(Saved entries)

..........

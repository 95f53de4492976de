use std::io;

use snafu::{Backtrace, prelude::*};

/// Filesystem failures, classified by what callers branch on.
///
/// `NotFound` and `AlreadyExists` drive control flow (fresh tables, lost
/// commit races); everything else is `Io`.
#[derive(Debug, Snafu)]
#[snafu(visibility(pub(crate)))]
pub enum StorageError {
    /// Nothing exists at `path`.
    #[snafu(display("No such file or directory: {path}"))]
    NotFound {
        /// Absolute path that was accessed.
        path: String,
        /// OS error.
        source: io::Error,
        /// Captured backtrace.
        backtrace: Backtrace,
    },

    /// A create-new write found `path` already taken.
    #[snafu(display("Refusing to overwrite existing {path}"))]
    AlreadyExists {
        /// Absolute path that was accessed.
        path: String,
        /// OS error.
        source: io::Error,
        /// Captured backtrace.
        backtrace: Backtrace,
    },

    /// Any other filesystem failure.
    #[snafu(display("I/O error on {path}: {source}"))]
    Io {
        /// Absolute path that was accessed.
        path: String,
        /// OS error.
        source: io::Error,
        /// Captured backtrace.
        backtrace: Backtrace,
    },
}

impl StorageError {
    /// Sort an I/O error on `path` into its variant.
    pub(crate) fn from_io(source: io::Error, path: String) -> Self {
        let backtrace = Backtrace::capture();
        match source.kind() {
            io::ErrorKind::NotFound => StorageError::NotFound {
                path,
                source,
                backtrace,
            },
            io::ErrorKind::AlreadyExists => StorageError::AlreadyExists {
                path,
                source,
                backtrace,
            },
            _ => StorageError::Io {
                path,
                source,
                backtrace,
            },
        }
    }

    /// Whether the target path does not exist.
    pub fn is_not_found(&self) -> bool {
        matches!(self, StorageError::NotFound { .. })
    }

    /// Whether a create-new write lost to an existing file.
    pub fn is_already_exists(&self) -> bool {
        matches!(self, StorageError::AlreadyExists { .. })
    }

    /// Path the failed operation touched.
    pub fn path(&self) -> &str {
        match self {
            StorageError::NotFound { path, .. }
            | StorageError::AlreadyExists { path, .. }
            | StorageError::Io { path, .. } => path,
        }
    }
}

..........

■ **REQUIREMENT**: Once each line with "create" in the entries is counted, state the total and nothing else.

■ **TASK RESPONSE**: 2